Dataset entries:
use std::collections::HashMap;
use std::path::{Path, PathBuf};
use walkdir::WalkDir;

/// File system abstraction for generation I/O and testing
pub trait FileSystem {
    /// Check if a file exists
    fn exists(&self, path: &Path) -> bool;

    /// Read a file to a string
    fn read_to_string(&self, path: &Path) -> Result<String, std::io::Error>;

    /// Write string contents to a file, creating parent directories as needed
    fn write(&mut self, path: &Path, contents: &str) -> Result<(), std::io::Error>;

    /// Find the first file with the given name anywhere under `root`
    fn find_file(&self, root: &Path, file_name: &str) -> Option<PathBuf>;
}

/// Real file system implementation
pub struct RealFileSystem;

impl FileSystem for RealFileSystem {
    fn exists(&self, path: &Path) -> bool {
        path.exists()
    }

    fn read_to_string(&self, path: &Path) -> Result<String, std::io::Error> {
        std::fs::read_to_string(path)
    }

    fn write(&mut self, path: &Path, contents: &str) -> Result<(), std::io::Error> {
        if let Some(parent) = path.parent() {
            std::fs::create_dir_all(parent)?;
        }
        std::fs::write(path, contents)
    }

    fn find_file(&self, root: &Path, file_name: &str) -> Option<PathBuf> {
        WalkDir::new(root)
            .into_iter()
            .filter_map(|entry| entry.ok())
            .find(|entry| entry.file_type().is_file() && entry.file_name() == file_name)
            .map(|entry| entry.into_path())
    }
}

/// Mock file system for testing
pub struct MockFileSystem {
    pub files: HashMap<PathBuf, String>,
}

impl MockFileSystem {
    pub fn new() -> Self {
        Self {
            files: HashMap::new(),
        }
    }

    pub fn add_file(&mut self, path: PathBuf, contents: impl Into<String>) {
        self.files.insert(path, contents.into());
    }
}

impl Default for MockFileSystem {
    fn default() -> Self {
        Self::new()
    }
}

impl FileSystem for MockFileSystem {
    fn exists(&self, path: &Path) -> bool {
        self.files.contains_key(path)
    }

    fn read_to_string(&self, path: &Path) -> Result<String, std::io::Error> {
        self.files.get(path).cloned().ok_or_else(|| {
            std::io::Error::new(std::io::ErrorKind::NotFound, format!("{}", path.display()))
        })
    }

    fn write(&mut self, path: &Path, contents: &str) -> Result<(), std::io::Error> {
        self.files.insert(path.to_path_buf(), contents.to_string());
        Ok(())
    }

    fn find_file(&self, root: &Path, file_name: &str) -> Option<PathBuf> {
        self.files
            .keys()
            .find(|path| {
                path.starts_with(root)
                    && path.file_name().map(|name| name == file_name).unwrap_or(false)
            })
            .cloned()
    }
}

#[cfg(test)]
mod tests {
    use super::*;

    #[test]
    fn test_mock_read_back() {
        let mut fs = MockFileSystem::new();
        fs.add_file(PathBuf::from("/tmp/a/PersonInterface.iface"), "interface PersonInterface {}");

        assert!(fs.exists(Path::new("/tmp/a/PersonInterface.iface")));
        assert_eq!(
            fs.read_to_string(Path::new("/tmp/a/PersonInterface.iface")).unwrap(),
            "interface PersonInterface {}"
        );
    }

    #[test]
    fn test_real_find_file_walks_nested_directories() {
        let dir = tempfile::tempdir().expect("Failed to create temp dir");
        let nested = dir.path().join("a").join("b");
        std::fs::create_dir_all(&nested).unwrap();
        std::fs::write(nested.join("PersonInterface.iface"), "interface PersonInterface {}")
            .unwrap();

        let fs = RealFileSystem;
        let found = fs
            .find_file(dir.path(), "PersonInterface.iface")
            .expect("Missing interface file");
        assert!(found.ends_with("a/b/PersonInterface.iface"));

        assert!(fs.find_file(dir.path(), "Other.iface").is_none());
    }

    #[test]
    fn test_real_write_creates_parent_directories() {
        let dir = tempfile::tempdir().expect("Failed to create temp dir");
        let target = dir.path().join("entities").join("Person.rs");

        let mut fs = RealFileSystem;
        fs.write(&target, "pub struct Person;").expect("Failed to write");

        assert_eq!(
            std::fs::read_to_string(&target).unwrap(),
            "pub struct Person;"
        );
    }

    #[test]
    fn test_mock_find_file() {
        let mut fs = MockFileSystem::new();
        fs.add_file(PathBuf::from("/root/nested/deep/PersonInterface.iface"), "");

        let found = fs.find_file(Path::new("/root"), "PersonInterface.iface");
        assert_eq!(found, Some(PathBuf::from("/root/nested/deep/PersonInterface.iface")));

        assert!(fs.find_file(Path::new("/root"), "Missing.iface").is_none());
    }
}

TASK DIRECTIONS – Taking the entries from their first line through the line with "directories as needed", inclusive, restate each line word for word and give nothing else.

YOUR RESPONSE –
use std::collections::HashMap;
use std::path::{Path, PathBuf};
use walkdir::WalkDir;

/// File system abstraction for generation I/O and testing
pub trait FileSystem {
    /// Check if a file exists
    fn exists(&self, path: &Path) -> bool;

    /// Read a file to a string
    fn read_to_string(&self, path: &Path) -> Result<String, std::io::Error>;

    /// Write string contents to a file, creating parent directories as needed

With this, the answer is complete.